Onions from seed should be started now. They need about 15 degrees C to get them going so you may be best using the windowsill in a cool room to start them off.
With a heated propagator or using windowsills you can start off aubergine and peppers, chillies and tomatoes I have often found better results by waiting until March, which I put down to day length but many people feel this is the right time.
As I said for January, the big problem at this time of year is available light. Covering cardboard with aluminium foil and standing it to the north side of the seed tray will reflect extra light and help prevent leggy, drawn seedlings without the expense of special horticultural lights.
Planting & pruning
There is still time to finish planting fruit trees and bushes, especially raspberries and other cane fruits.
Early this month you can prune apple and pear trees while they are still dormant. It’s also time to prune gooseberries and currants. With currants shorten the sideshoots to just one bud and remove old stems from the centre of the bushes.
Protection & forcing
If you are in a sheltered area and grow early flowering fruit trees like nectarines, peaches and apricots, protect the flowers with horticultural fleece against frost. You can also use old net curtains for this job.
Rhubarb can be forced for an early crop of the sweetest stalks. Just cover a crown or two with large buckets or even an upturned black bin and insulate the outside with straw or manure for added heat. The stalks will grow in the dark.

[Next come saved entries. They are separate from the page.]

//! Controller-specific error types.

use cluster_client::ClientError;
use kube::Error as KubeError;
use thiserror::Error;

/// Errors that can occur in the RKE2 control plane controller.
///
/// Workload cluster failures are not errors here; they degrade the health
/// conditions to Unknown instead.
#[derive(Debug, Error)]
pub enum ControllerError {
    /// Kubernetes API error outside the cluster client
    #[error("Kubernetes error: {0}")]
    Kube(#[from] KubeError),

    /// Management cluster read or write failed
    #[error("Cluster client error: {0}")]
    Client(#[from] ClientError),

    /// Invalid configuration
    #[error("Invalid configuration: {0}")]
    InvalidConfig(String),

    /// Resource watch failed
    #[error("Resource watch failed: {0}")]
    Watch(String),

    /// Metrics registry setup failed
    #[error("Metrics error: {0}")]
    Metrics(#[from] prometheus::Error),
}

In years gone by there were specialist forcing pots for this task but a large one like the one in the picture with a lid could set you back £60!
The drawback is that this takes a lot out of the crown and it won’t recover for a couple of years.
The professional growers in the famous Rhubarb Triangle dig up their crowns and take them into huge dark warm sheds to produce forced rhubarb. Once the season ends these exhausted crowns are discarded as it will take them longer to recover than to grow new crowns.
General jobs on the plot
If you have finished all the major tasks, such as digging over, creating leafmould heaps etc you will not have a lot to do in February but if like most of us you are scrambling to keep up, this is your last chance before spring.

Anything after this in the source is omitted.